(Saved data entries)
----

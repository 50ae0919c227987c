//! Wishlist items and identity matching.

use serde::{Deserialize, Serialize};
use serde_json::{Map, Value};

/// Field holding the product title, the primary identity of an item.
const PRODUCT_TITLE: &str = "productTitle";
/// Optional field holding the Shopify variant id.
const VARIANT_ID: &str = "variantId";

/// Errors raised when a client-supplied item is unusable.
#[derive(thiserror::Error, Debug, Clone, PartialEq, Eq)]
pub enum ItemError {
    /// The item is not a JSON object.
    #[error("wishlist item must be a JSON object")]
    NotAnObject,
    /// The item has no non-empty `productTitle` string.
    #[error("wishlist item requires a productTitle")]
    MissingTitle,
}

/// Normalize a product title into its identity key.
///
/// Apostrophes are stripped and the result is lowercased, so
/// `"Baker's Dozen"` and `"bakers dozen"` refer to the same product.
#[must_use]
pub fn normalize_title(title: &str) -> String {
    title.replace('\'', "").to_lowercase()
}

/// A product reference stored in a wishlist bucket.
///
/// The item is an opaque JSON object: fields other than `productTitle` and
/// `variantId` are carried through untouched and in their original order.
#[derive(Debug, Clone, PartialEq, Eq, Serialize, Deserialize)]
#[serde(transparent)]
pub struct WishlistItem(Map<String, Value>);

impl WishlistItem {
    /// Build an item from client input.
    ///
    /// # Errors
    ///
    /// Returns [`ItemError`] if the value is not an object or lacks a
    /// non-empty `productTitle`.
    pub fn from_value(value: Value) -> Result<Self, ItemError> {
        let Value::Object(fields) = value else {
            return Err(ItemError::NotAnObject);
        };
        let item = Self(fields);
        match item.product_title() {
            Some(title) if !title.trim().is_empty() => Ok(item),
            _ => Err(ItemError::MissingTitle),
        }
    }

    /// Wrap a stored object without validation.
    ///
    /// Stored documents may predate title validation; such items are kept
    /// but never match an identity key.
    #[must_use]
    pub const fn from_stored(fields: Map<String, Value>) -> Self {
        Self(fields)
    }

    /// The raw `productTitle`, if present.
    #[must_use]
    pub fn product_title(&self) -> Option<&str> {
        self.0.get(PRODUCT_TITLE).and_then(Value::as_str)
    }

    /// The identity key derived from `productTitle`.
    #[must_use]
    pub fn identity_key(&self) -> Option<String> {
        self.product_title().map(normalize_title)
    }

    /// The variant id in canonical string form.
    ///
    /// Numbers, numeric strings and GraphQL global ids all collapse to the
    /// trailing numeric segment so `4411`, `"4411"` and
    /// `"gid://shopify/ProductVariant/4411"` compare equal.
    #[must_use]
    pub fn variant_id(&self) -> Option<String> {
        match self.0.get(VARIANT_ID)? {
            Value::Number(n) => Some(n.to_string()),
            Value::String(s) => canonical_variant_id(s),
            _ => None,
        }
    }

    /// Borrow the underlying JSON fields.
    #[must_use]
    pub const fn fields(&self) -> &Map<String, Value> {
        &self.0
    }
}

fn canonical_variant_id(raw: &str) -> Option<String> {
    let tail = raw.rsplit('/').next().unwrap_or(raw).trim();
    (!tail.is_empty()).then(|| tail.to_owned())
}

/// Criteria for locating an item inside a bucket.
///
/// When both the selector and the item carry a variant id, variant equality
/// decides. Otherwise the normalized titles are compared.
#[derive(Debug, Clone, PartialEq, Eq)]
pub struct ItemSelector {
    title_key: Option<String>,
    variant_id: Option<String>,
}

impl ItemSelector {
    /// Build a selector from request fields. Blank values are ignored.
    ///
    /// Returns `None` when neither a title nor a variant id was supplied.
    #[must_use]
    pub fn new(product_title: Option<&str>, variant_id: Option<&str>) -> Option<Self> {
        let title_key = product_title
            .filter(|t| !t.trim().is_empty())
            .map(normalize_title);
        let variant_id = variant_id.and_then(canonical_variant_id);

        if title_key.is_none() && variant_id.is_none() {
            return None;
        }
        Some(Self {
            title_key,
            variant_id,
        })
    }

    /// Select by title only, ignoring variants.
    #[must_use]
    pub fn title(product_title: &str) -> Self {
        Self {
            title_key: Some(normalize_title(product_title)),
            variant_id: None,
        }
    }

    /// Whether `item` is the product this selector refers to.
    #[must_use]
    pub fn matches(&self, item: &WishlistItem) -> bool {
        if let (Some(wanted), Some(actual)) = (&self.variant_id, item.variant_id()) {
            return *wanted == actual;
        }
        match (&self.title_key, item.identity_key()) {
            (Some(wanted), Some(actual)) => *wanted == actual,
            _ => false,
        }
    }
}

#[cfg(test)]
#[allow(clippy::unwrap_used)]
mod tests {
    use serde_json::json;

    use super::*;

    fn item(value: Value) -> WishlistItem {
        WishlistItem::from_value(value).unwrap()
    }

    #[test]
    fn test_normalize_title() {
        assert_eq!(normalize_title("Baker's Dozen"), "bakers dozen");
        assert_eq!(normalize_title("RED MUG"), "red mug");
    }

    #[test]
    fn test_from_value_requires_title() {
        assert_eq!(
            WishlistItem::from_value(json!({"variantId": 1})),
            Err(ItemError::MissingTitle)
        );
        assert_eq!(
            WishlistItem::from_value(json!({"productTitle": "  "})),
            Err(ItemError::MissingTitle)
        );
        assert_eq!(
            WishlistItem::from_value(json!("Red Mug")),
            Err(ItemError::NotAnObject)
        );
    }

    #[test]
    fn test_unknown_fields_round_trip_in_order() {
        let raw = r#"{"productTitle":"Red Mug","price":"12.00","image":{"src":"a.png"}}"#;
        let parsed: WishlistItem = serde_json::from_str(raw).unwrap();
        assert_eq!(serde_json::to_string(&parsed).unwrap(), raw);
    }

    #[test]
    fn test_variant_id_forms_are_equivalent() {
        let numeric = item(json!({"productTitle": "A", "variantId": 4411}));
        let gid = item(json!({"productTitle": "A", "variantId": "gid://shopify/ProductVariant/4411"}));
        assert_eq!(numeric.variant_id(), gid.variant_id());
    }

    #[test]
    fn test_selector_prefers_variant_when_both_present() {
        let stored = item(json!({"productTitle": "Red Mug", "variantId": 1}));
        let same_title_other_variant = ItemSelector::new(Some("Red Mug"), Some("2")).unwrap();
        assert!(!same_title_other_variant.matches(&stored));

        let variant_only = ItemSelector::new(None, Some("1")).unwrap();
        assert!(variant_only.matches(&stored));
    }

    #[test]
    fn test_selector_falls_back_to_title() {
        let stored = item(json!({"productTitle": "Baker's Dozen"}));
        let selector = ItemSelector::new(Some("BAKERS DOZEN"), Some("99")).unwrap();
        assert!(selector.matches(&stored));
    }

    #[test]
    fn test_selector_needs_some_criteria() {
        assert!(ItemSelector::new(None, None).is_none());
        assert!(ItemSelector::new(Some(""), Some(" ")).is_none());
    }

    #[test]
    fn test_untitled_stored_item_never_matches_title() {
        let stored = WishlistItem::from_stored(Map::new());
        assert!(!ItemSelector::title("").matches(&stored));
    }
}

----

Problem details
With no word changed, write the entries out once more.

Completed exercise
repository 50ae0919c227987c
//! Wishlist items and identity matching.

use serde::{Deserialize, Serialize};
use serde_json::{Map, Value};

/// Field holding the product title, the primary identity of an item.
const PRODUCT_TITLE: &str = "productTitle";
/// Optional field holding the Shopify variant id.
const VARIANT_ID: &str = "variantId";

/// Errors raised when a client-supplied item is unusable.
#[derive(thiserror::Error, Debug, Clone, PartialEq, Eq)]
pub enum ItemError {
    /// The item is not a JSON object.
    #[error("wishlist item must be a JSON object")]
    NotAnObject,
    /// The item has no non-empty `productTitle` string.
    #[error("wishlist item requires a productTitle")]
    MissingTitle,
}

/// Normalize a product title into its identity key.
///
/// Apostrophes are stripped and the result is lowercased, so
/// `"Baker's Dozen"` and `"bakers dozen"` refer to the same product.
#[must_use]
pub fn normalize_title(title: &str) -> String {
    title.replace('\'', "").to_lowercase()
}

/// A product reference stored in a wishlist bucket.
///
/// The item is an opaque JSON object: fields other than `productTitle` and
/// `variantId` are carried through untouched and in their original order.
#[derive(Debug, Clone, PartialEq, Eq, Serialize, Deserialize)]
#[serde(transparent)]
pub struct WishlistItem(Map<String, Value>);

impl WishlistItem {
    /// Build an item from client input.
    ///
    /// # Errors
    ///
    /// Returns [`ItemError`] if the value is not an object or lacks a
    /// non-empty `productTitle`.
    pub fn from_value(value: Value) -> Result<Self, ItemError> {
        let Value::Object(fields) = value else {
            return Err(ItemError::NotAnObject);
        };
        let item = Self(fields);
        match item.product_title() {
            Some(title) if !title.trim().is_empty() => Ok(item),
            _ => Err(ItemError::MissingTitle),
        }
    }

    /// Wrap a stored object without validation.
    ///
    /// Stored documents may predate title validation; such items are kept
    /// but never match an identity key.
    #[must_use]
    pub const fn from_stored(fields: Map<String, Value>) -> Self {
        Self(fields)
    }

    /// The raw `productTitle`, if present.
    #[must_use]
    pub fn product_title(&self) -> Option<&str> {
        self.0.get(PRODUCT_TITLE).and_then(Value::as_str)
    }

    /// The identity key derived from `productTitle`.
    #[must_use]
    pub fn identity_key(&self) -> Option<String> {
        self.product_title().map(normalize_title)
    }

    /// The variant id in canonical string form.
    ///
    /// Numbers, numeric strings and GraphQL global ids all collapse to the
    /// trailing numeric segment so `4411`, `"4411"` and
    /// `"gid://shopify/ProductVariant/4411"` compare equal.
    #[must_use]
    pub fn variant_id(&self) -> Option<String> {
        match self.0.get(VARIANT_ID)? {
            Value::Number(n) => Some(n.to_string()),
            Value::String(s) => canonical_variant_id(s),
            _ => None,
        }
    }

    /// Borrow the underlying JSON fields.
    #[must_use]
    pub const fn fields(&self) -> &Map<String, Value> {
        &self.0
    }
}

fn canonical_variant_id(raw: &str) -> Option<String> {
    let tail = raw.rsplit('/').next().unwrap_or(raw).trim();
    (!tail.is_empty()).then(|| tail.to_owned())
}

/// Criteria for locating an item inside a bucket.
///
/// When both the selector and the item carry a variant id, variant equality
/// decides. Otherwise the normalized titles are compared.
#[derive(Debug, Clone, PartialEq, Eq)]
pub struct ItemSelector {
    title_key: Option<String>,
    variant_id: Option<String>,
}

impl ItemSelector {
    /// Build a selector from request fields. Blank values are ignored.
    ///
    /// Returns `None` when neither a title nor a variant id was supplied.
    #[must_use]
    pub fn new(product_title: Option<&str>, variant_id: Option<&str>) -> Option<Self> {
        let title_key = product_title
            .filter(|t| !t.trim().is_empty())
            .map(normalize_title);
        let variant_id = variant_id.and_then(canonical_variant_id);

        if title_key.is_none() && variant_id.is_none() {
            return None;
        }
        Some(Self {
            title_key,
            variant_id,
        })
    }

    /// Select by title only, ignoring variants.
    #[must_use]
    pub fn title(product_title: &str) -> Self {
        Self {
            title_key: Some(normalize_title(product_title)),
            variant_id: None,
        }
    }

    /// Whether `item` is the product this selector refers to.
    #[must_use]
    pub fn matches(&self, item: &WishlistItem) -> bool {
        if let (Some(wanted), Some(actual)) = (&self.variant_id, item.variant_id()) {
            return *wanted == actual;
        }
        match (&self.title_key, item.identity_key()) {
            (Some(wanted), Some(actual)) => *wanted == actual,
            _ => false,
        }
    }
}

#[cfg(test)]
#[allow(clippy::unwrap_used)]
mod tests {
    use serde_json::json;

    use super::*;

    fn item(value: Value) -> WishlistItem {
        WishlistItem::from_value(value).unwrap()
    }

    #[test]
    fn test_normalize_title() {
        assert_eq!(normalize_title("Baker's Dozen"), "bakers dozen");
        assert_eq!(normalize_title("RED MUG"), "red mug");
    }

    #[test]
    fn test_from_value_requires_title() {
        assert_eq!(
            WishlistItem::from_value(json!({"variantId": 1})),
            Err(ItemError::MissingTitle)
        );
        assert_eq!(
            WishlistItem::from_value(json!({"productTitle": "  "})),
            Err(ItemError::MissingTitle)
        );
        assert_eq!(
            WishlistItem::from_value(json!("Red Mug")),
            Err(ItemError::NotAnObject)
        );
    }

    #[test]
    fn test_unknown_fields_round_trip_in_order() {
        let raw = r#"{"productTitle":"Red Mug","price":"12.00","image":{"src":"a.png"}}"#;
        let parsed: WishlistItem = serde_json::from_str(raw).unwrap();
        assert_eq!(serde_json::to_string(&parsed).unwrap(), raw);
    }

    #[test]
    fn test_variant_id_forms_are_equivalent() {
        let numeric = item(json!({"productTitle": "A", "variantId": 4411}));
        let gid = item(json!({"productTitle": "A", "variantId": "gid://shopify/ProductVariant/4411"}));
        assert_eq!(numeric.variant_id(), gid.variant_id());
    }

    #[test]
    fn test_selector_prefers_variant_when_both_present() {
        let stored = item(json!({"productTitle": "Red Mug", "variantId": 1}));
        let same_title_other_variant = ItemSelector::new(Some("Red Mug"), Some("2")).unwrap();
        assert!(!same_title_other_variant.matches(&stored));

        let variant_only = ItemSelector::new(None, Some("1")).unwrap();
        assert!(variant_only.matches(&stored));
    }

    #[test]
    fn test_selector_falls_back_to_title() {
        let stored = item(json!({"productTitle": "Baker's Dozen"}));
        let selector = ItemSelector::new(Some("BAKERS DOZEN"), Some("99")).unwrap();
        assert!(selector.matches(&stored));
    }

    #[test]
    fn test_selector_needs_some_criteria() {
        assert!(ItemSelector::new(None, None).is_none());
        assert!(ItemSelector::new(Some(""), Some(" ")).is_none());
    }

    #[test]
    fn test_untitled_stored_item_never_matches_title() {
        let stored = WishlistItem::from_stored(Map::new());
        assert!(!ItemSelector::title("").matches(&stored));
    }
}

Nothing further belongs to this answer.